From: TGFβ signaling mediates microglial resilience to spatiotemporally restricted myelin degeneration
a, A t-SNE plot of oligodendrocyte lineage cells from 12-month-old female WT mice and KO mice at D10, D20 and D30 post-tamoxifen administration (downsampled to 5,000 cells per group per time point for presentation). b, A bubble plot showing the expression of signature genes across different subclusters.
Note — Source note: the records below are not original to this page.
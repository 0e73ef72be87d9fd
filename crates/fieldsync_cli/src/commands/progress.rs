//! Progress command implementation.

use super::OpenedStore;
use fieldsync_events::{DownSyncOperation, Timestamp, UpSyncOperation};
use fieldsync_store::{
    DownSyncOperationRepository, StoreResult, SyncProgressCache, UpSyncOperationRepository,
};
use serde::Serialize;
use std::path::Path;

/// Durable sync state of a store.
#[derive(Debug, Serialize)]
#[serde(rename_all = "camelCase")]
pub struct ProgressReport {
    /// Down-sync cursors, one per partition.
    pub down_sync: Vec<DownSyncOperation>,
    /// Up-sync state, one per project.
    pub up_sync: Vec<UpSyncOperation>,
    /// End of the last successful sync.
    #[serde(skip_serializing_if = "Option::is_none")]
    pub last_sync_time: Option<Timestamp>,
}

/// Reads the sync state of an opened store.
pub fn collect(store: &OpenedStore) -> StoreResult<ProgressReport> {
    Ok(ProgressReport {
        down_sync: DownSyncOperationRepository::new(store.kv.clone()).load_all()?,
        up_sync: UpSyncOperationRepository::new(store.kv.clone()).load_all()?,
        last_sync_time: SyncProgressCache::new(store.kv.clone())
            .read_last_successful_sync_time()?,
    })
}

/// Runs the progress command.
pub fn run(path: &Path, format: &str) -> Result<(), Box<dyn std::error::Error>> {
    let store = super::open(path)?;
    let report = collect(&store)?;

    match format {
        "json" => println!("{}", serde_json::to_string_pretty(&report)?),
        _ => print_text_output(&report),
    }
    Ok(())
}

fn print_text_output(report: &ProgressReport) {
    println!("Down-sync cursors:");
    if report.down_sync.is_empty() {
        println!("  (none)");
    }
    for op in &report.down_sync {
        println!(
            "  {:<40} {:?} last event {}",
            op.partition.storage_key(),
            op.state,
            op.last_event_id.as_deref().unwrap_or("-")
        );
    }
    println!();
    println!("Up-sync:");
    if report.up_sync.is_empty() {
        println!("  (none)");
    }
    for op in &report.up_sync {
        println!(
            "  {:<40} {}",
            op.project_id,
            op.last_state
                .map_or_else(|| "never run".to_string(), |s| format!("{s:?}"))
        );
    }
    println!();
    match report.last_sync_time {
        Some(time) => println!("Last sync: {} ms", time.0),
        None => println!("Last sync: never"),
    }
}

#[cfg(test)]
mod tests {
    use super::*;
    use fieldsync_events::{DownSyncPartition, Modality, SyncOperationState};

    #[test]
    fn reports_stored_cursors() {
        let dir = tempfile::tempdir().unwrap();
        {
            let store = crate::commands::open_or_create(dir.path()).unwrap();
            let mut op =
                DownSyncOperation::new(DownSyncPartition::project("p1", vec![Modality::Face]));
            op.last_event_id = Some("r9".into());
            op.state = SyncOperationState::Complete;
            DownSyncOperationRepository::new(store.kv.clone())
                .save(&op)
                .unwrap();
            SyncProgressCache::new(store.kv.clone())
                .store_last_successful_sync_time(Timestamp(42))
                .unwrap();
        }

        let store = crate::commands::open(dir.path()).unwrap();
        let report = collect(&store).unwrap();
        assert_eq!(report.down_sync.len(), 1);
        assert_eq!(report.down_sync[0].last_event_id.as_deref(), Some("r9"));
        assert!(report.up_sync.is_empty());
        assert_eq!(report.last_sync_time, Some(Timestamp(42)));
    }
}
Bubble size indicates the percentage of cells expressing the gene in the subcluster and the color scale bar indicates the normalized expression of the gene. c, The kinetic fold change (compared to WT condition) of each subcluster in a over time. d, A volcano plot depicting the DEGs between MOL1–4 and MOL5/6 (log2 fold change (FC) >1, adjusted P value <0.00; two-sided Wilcoxon rank-sum test with Benjamini–Hochberg correction). e, A volcano plot depicting the DEGs between DA-MOL and other MOLs (log2 fold change >1, adjusted P value <0.001; two-sided Wilcoxon rank-sum test with Benjamini–Hochberg correction). f,g, Spatiotemporal validation of DA-MOL in the spinal cord by staining of CC-1 (green), Serpina3n (magenta), fluoromyelin (white) and nuclei (Hoechst, blue) (f), with the inset showing the magnified image in the DC of KO_D20 mice, and quantification of Serpina3n MFI (g). Scale bar, 50 μm or 20 μm; n = 3, 5 and 4 mice for each group. Data are presented as mean ± s.e.m. *P < 0.05 and **P < 0.01; multiple paired t-tests with FDR correction.